Few things add more tension to State of Decay than the terrifying noise guns make, because a single foolish shot can bring an unmanageable horde upon you. And if your character doesn't have the cardio to outrun them? You'll watch helplessly as the zombies rip his legs from his torso. Unfortunately, considering that there are a host of bugs in State of Decay that make zombies pop up out of nowhere or even send them straight through walls, it's possible that will happen anyway despite your most careful efforts.
Permanent death is a smart addition, though, since losing characters with high skills across the board carries with it a real sense of loss, particularly if their voice quests and customized responses in some quests led you to believe they were an essential (and thus effectively immortal) character. Sometimes they don't even have to die in the field; if a character you've been controlling sustains enough injuries--a few undead chomps don't result in instant zombification in State of Decay--he'll lie bedridden and useless at your home base. The good news is that the need to rest and switch out characters results in you amassing a balanced group of playable characters anyway; the bad news is that the process isn't explained very well, as with so many of State of Decay's essential systems.

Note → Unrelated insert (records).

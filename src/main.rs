use bisik::{Config, run};
use mimalloc::MiMalloc;

#[global_allocator]
static GLOBAL: MiMalloc = MiMalloc;

fn main() -> anyhow::Result<()> {
    dotenvy::dotenv().ok();

    let config = Config::load()?;
    let worker_threads = config.general.worker_threads;

    let mut builder = tokio::runtime::Builder::new_multi_thread();
    builder.enable_all();

    if worker_threads > 0 {
        builder.worker_threads(worker_threads);
    }

    let runtime = builder.build()?;
    runtime.block_on(run())
}
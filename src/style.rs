//! Named styles and `::` skeletons for `number`, `date` and `time` arguments.
//!
//! Resolution happens at compile time and yields plain option structs; the
//! formatters in [`crate::format`] turn them into ICU formatters.

use once_cell::sync::Lazy;
use regex::Regex;

use crate::ast::ExpressionType;

static PRECISION_RE: Lazy<Regex> =
    Lazy::new(|| Regex::new(r"^\.(0*)(#*)$").expect("valid precision pattern"));

const DEFAULT_CURRENCY: &str = "USD";

#[derive(Debug, Clone, PartialEq, Eq, Hash, Default)]
pub enum NumberStyle {
    #[default]
    Decimal,
    Percent,
    /// ISO 4217 code, upper case.
    Currency(String),
}

#[derive(Debug, Clone, Copy, PartialEq, Eq, Hash, Default)]
pub enum Notation {
    #[default]
    Standard,
    CompactShort,
    CompactLong,
}

#[derive(Debug, Clone, PartialEq, Eq, Hash, Default)]
pub struct NumberOptions {
    pub style: NumberStyle,
    pub notation: Notation,
    pub minimum_fraction_digits: Option<u8>,
    pub maximum_fraction_digits: Option<u8>,
}

impl NumberOptions {
    fn apply_token(&mut self, token: &str) -> Result<(), String> {
        match token {
            "integer" => {
                self.minimum_fraction_digits = Some(0);
                self.maximum_fraction_digits = Some(0);
            }
            "percent" => self.style = NumberStyle::Percent,
            "compactShort" | "compact-short" => self.notation = Notation::CompactShort,
            "compactLong" | "compact-long" => self.notation = Notation::CompactLong,
            "currency" => self.style = NumberStyle::Currency(DEFAULT_CURRENCY.to_string()),
            _ => {
                if let Some(code) = token
                    .strip_prefix("currency:")
                    .or_else(|| token.strip_prefix("currency/"))
                {
                    if code.len() != 3 || !code.chars().all(|ch| ch.is_ascii_alphabetic()) {
                        return Err(format!("Invalid currency code \"{}\"", code));
                    }
                    self.style = NumberStyle::Currency(code.to_ascii_uppercase());
                } else if let Some(captures) = PRECISION_RE.captures(token) {
                    let minimum = captures[1].len();
                    let maximum = minimum + captures[2].len();
                    if maximum == 0 || maximum > 20 {
                        return Err(format!("Unsupported number precision \"{}\"", token));
                    }
                    self.minimum_fraction_digits = Some(minimum as u8);
                    self.maximum_fraction_digits = Some(maximum as u8);
                } else {
                    return Err(format!("Unsupported number style \"{}\"", token));
                }
            }
        }
        Ok(())
    }
}

/// Resolve the style part of `{value, number, <style>}`.
pub fn resolve_number_style(style: &str) -> Result<NumberOptions, String> {
    let style = style.trim();
    let mut options = NumberOptions::default();
    if style.is_empty() {
        return Ok(options);
    }
    if let Some(skeleton) = style.strip_prefix("::") {
        let mut tokens = skeleton.split_whitespace().peekable();
        if tokens.peek().is_none() {
            return Err("Empty number skeleton".to_string());
        }
        for token in tokens {
            options.apply_token(token)?;
        }
        return Ok(options);
    }
    options.apply_token(style)?;
    Ok(options)
}

#[derive(Debug, Clone, Copy, PartialEq, Eq, Hash)]
pub enum DateTimeStyle {
    Short,
    Medium,
    Long,
    Full,
}

impl DateTimeStyle {
    fn parse(name: &str) -> Option<Self> {
        match name {
            "short" => Some(DateTimeStyle::Short),
            "medium" => Some(DateTimeStyle::Medium),
            "long" => Some(DateTimeStyle::Long),
            "full" => Some(DateTimeStyle::Full),
            _ => None,
        }
    }
}

/// Width of a single date/time field, in `Intl.DateTimeFormat` terms.
#[derive(Debug, Clone, Copy, PartialEq, Eq, Hash)]
pub enum FieldWidth {
    Numeric,
    TwoDigit,
    Short,
    Long,
    Narrow,
}

#[derive(Debug, Clone, PartialEq, Eq, Hash, Default)]
pub struct DateTimeOptions {
    pub date_style: Option<DateTimeStyle>,
    pub time_style: Option<DateTimeStyle>,
    pub era: Option<FieldWidth>,
    pub year: Option<FieldWidth>,
    pub month: Option<FieldWidth>,
    pub day: Option<FieldWidth>,
    pub weekday: Option<FieldWidth>,
    pub hour: Option<FieldWidth>,
    pub minute: Option<FieldWidth>,
    pub second: Option<FieldWidth>,
    pub fractional_second_digits: Option<u8>,
    pub hour12: Option<bool>,
    pub time_zone_name: Option<FieldWidth>,
}

impl DateTimeOptions {
    pub fn has_date_fields(&self) -> bool {
        self.year.is_some() || self.month.is_some() || self.day.is_some() || self.weekday.is_some()
    }

    pub fn has_time_fields(&self) -> bool {
        self.hour.is_some() || self.minute.is_some() || self.second.is_some()
    }

    fn is_empty(&self) -> bool {
        self.date_style.is_none()
            && self.time_style.is_none()
            && self.era.is_none()
            && !self.has_date_fields()
            && !self.has_time_fields()
            && self.time_zone_name.is_none()
    }
}

fn text_width(run: usize) -> FieldWidth {
    match run {
        1..=3 => FieldWidth::Short,
        4 => FieldWidth::Long,
        _ => FieldWidth::Narrow,
    }
}

fn numeric_width(run: usize) -> FieldWidth {
    if run >= 2 {
        FieldWidth::TwoDigit
    } else {
        FieldWidth::Numeric
    }
}

fn month_width(run: usize) -> FieldWidth {
    match run {
        1 => FieldWidth::Numeric,
        2 => FieldWidth::TwoDigit,
        3 => FieldWidth::Short,
        4 => FieldWidth::Long,
        _ => FieldWidth::Narrow,
    }
}

/// Parse an ICU date skeleton such as `yyyy-MM-dd` or `EEEE h:mm a`.
///
/// The length of each run of a pattern letter selects the field width.
/// Characters other than ASCII letters are separators and are ignored.
fn parse_date_skeleton(skeleton: &str) -> Result<DateTimeOptions, String> {
    let mut options = DateTimeOptions::default();
    let mut chars = skeleton.chars().peekable();

    while let Some(letter) = chars.next() {
        let mut run = 1;
        while chars.peek() == Some(&letter) {
            chars.next();
            run += 1;
        }
        if !letter.is_ascii_alphabetic() {
            continue;
        }
        match letter {
            'G' => options.era = Some(text_width(run)),
            'y' => {
                options.year = Some(if run == 2 {
                    FieldWidth::TwoDigit
                } else {
                    FieldWidth::Numeric
                })
            }
            'M' | 'L' => options.month = Some(month_width(run)),
            'd' => options.day = Some(numeric_width(run)),
            'E' | 'e' | 'c' => options.weekday = Some(text_width(run)),
            'a' => options.hour12 = Some(true),
            'h' | 'K' => {
                options.hour = Some(numeric_width(run));
                options.hour12 = Some(true);
            }
            'H' | 'k' => {
                options.hour = Some(numeric_width(run));
                options.hour12 = Some(false);
            }
            'm' => options.minute = Some(numeric_width(run)),
            's' => options.second = Some(numeric_width(run)),
            'S' => options.fractional_second_digits = Some(run.min(3) as u8),
            'z' => {
                options.time_zone_name = Some(if run >= 4 {
                    FieldWidth::Long
                } else {
                    FieldWidth::Short
                })
            }
            other => return Err(format!("Unsupported date skeleton letter \"{}\"", other)),
        }
    }

    if options.is_empty() {
        return Err(format!("Date skeleton \"{}\" has no fields", skeleton));
    }
    Ok(options)
}

/// Resolve the style part of `{value, date|time, <style>}`. An omitted style
/// means `medium`.
pub fn resolve_date_time_style(
    expression_type: ExpressionType,
    style: &str,
) -> Result<DateTimeOptions, String> {
    let style = style.trim();
    if let Some(skeleton) = style.strip_prefix("::") {
        return parse_date_skeleton(skeleton.trim());
    }

    let named = if style.is_empty() {
        DateTimeStyle::Medium
    } else {
        DateTimeStyle::parse(style)
            .ok_or_else(|| format!("Unsupported {} style \"{}\"", expression_type, style))?
    };

    let mut options = DateTimeOptions::default();
    if expression_type == ExpressionType::Time {
        options.time_style = Some(named);
    } else {
        options.date_style = Some(named);
    }
    Ok(options)
}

You're never told, for instance, that the supplies you place in your home base's storage to earn reputation (essentially State of Decay's currency) may vanish forever, especially if you log out and return to play several hours later. That's right--the world of State of Decay keeps going even if you're not in it. You're never told about the importance of items like coffee, and you're never warned that prolonged absence from the game can leave the morale of your home base so low that key non-player characters start committing suicide out of despair. For the most part, State of Decay maintains the harrowing lack of direction of its first few minutes throughout the entire game, and that lack of hand-holding means that you'll likely lose more characters than you anticipated as you play.



It's also strange that a game that places such a heavy emphasis on interpersonal relationships should have no cooperative mode. You spend your time with State of Decay alone, joining up with other NPCs only for specialized quests and escort missions that bring other survivors back to your current base camp. It's especially odd since State of Decay starts out with a party of two, suggesting that you'll always have a buddy at your side if need be. While the decision undeniably adds tension to the act of exploration, such solo forays seem foolish considering the circumstances, and the experience may have been better if Undead Labs had let you choose whether or not you wanted a friendly NPC with you as you explored rather than forcing you to go without.
State of Decay serves up a near constant barrage of suspense and immersion that leaves even the briefest jaunts away from your home base tinged with the threat of death. Fair warning: it ends too abruptly with an all-too-obvious nod toward downloadable content or a sequel (perhaps, rumors say, in massively multiplayer online role-playing game form), but an option to return to your latest save file ensures that you can continue foraging for as long as you like. And you should. Its flaws are numerous and impossible to ignore, but in spite of them, State of Decay is a captivating survival adventure set in a bleak and harrowing world.